◆ Exercise aim ◆
Filter task. Return each line of the material that holds the string "counter".

◆ Source material ◆
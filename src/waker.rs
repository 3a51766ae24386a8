//! Cross-thread wake-up for a blocked [`Epoll::wait`](crate::epoll::Epoll::wait).
//!
//! A selector registers one `Waker` at a reserved token before entering its
//! loop. Producer threads call [`Waker::wake`] after enqueueing work so the
//! selector's next `wait` returns immediately instead of sitting out its
//! full timeout.

use std::io;
use std::os::unix::io::{AsRawFd, RawFd};
use std::sync::Arc;

use crate::epoll::{Epoll, EpollOpt, Ready, Source, Token};
use crate::sys::EventFd;

#[derive(Debug, Clone)]
pub struct Waker {
    inner: Arc<EventFd>,
}

impl Waker {
    pub fn new() -> io::Result<Waker> {
        Ok(Waker { inner: Arc::new(EventFd::new()?) })
    }

    /// Interrupts a blocked `wait`. Safe to call from any thread, including
    /// repeatedly — the underlying counter coalesces concurrent wakes into a
    /// single readable event.
    pub fn wake(&self) -> io::Result<()> {
        match self.inner.write(1) {
            Ok(()) => Ok(()),
            Err(e) if e.kind() == io::ErrorKind::WouldBlock => Ok(()),
            Err(e) => Err(e),
        }
    }

    /// Resets the counter to zero after the selector has observed the wake.
    pub fn reset(&self) -> io::Result<()> {
        match self.inner.read() {
            Ok(_) => Ok(()),
            Err(e) if e.kind() == io::ErrorKind::WouldBlock => Ok(()),
            Err(e) => Err(e),
        }
    }
}

impl AsRawFd for Waker {
    fn as_raw_fd(&self) -> RawFd {
        self.inner.as_raw_fd()
    }
}

impl Source for Waker {
    fn add(&self, epoll: &Epoll, token: Token, interest: Ready, opts: EpollOpt) -> io::Result<()> {
        self.inner.add(epoll, token, interest, opts)
    }

    fn modify(&self, epoll: &Epoll, token: Token, interest: Ready, opts: EpollOpt) -> io::Result<()> {
        self.inner.modify(epoll, token, interest, opts)
    }

    fn delete(&self, epoll: &Epoll) -> io::Result<()> {
        self.inner.delete(epoll)
    }
}

#[cfg(test)]
mod test {
    use super::Waker;
    use crate::epoll::{Epoll, EpollOpt, Events, Ready, Token};
    use std::time::Duration;

    #[test]
    fn wake_unblocks_wait() {
        let epoll = Epoll::new().unwrap();
        let mut events = Events::with_capacity(8);
        let waker = Waker::new().unwrap();

        epoll.add(&waker, Token(0), Ready::readable(), EpollOpt::edge()).unwrap();

        waker.wake().unwrap();

        let n = epoll.wait(&mut events, Some(Duration::from_secs(2))).unwrap();
        assert_eq!(n, 1);
        assert_eq!(events.get(0).unwrap().token(), Token(0));

        waker.reset().unwrap();
    }
}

◆ Answer to the exercise ◆
    /// repeatedly — the underlying counter coalesces concurrent wakes into a
    /// Resets the counter to zero after the selector has observed the wake.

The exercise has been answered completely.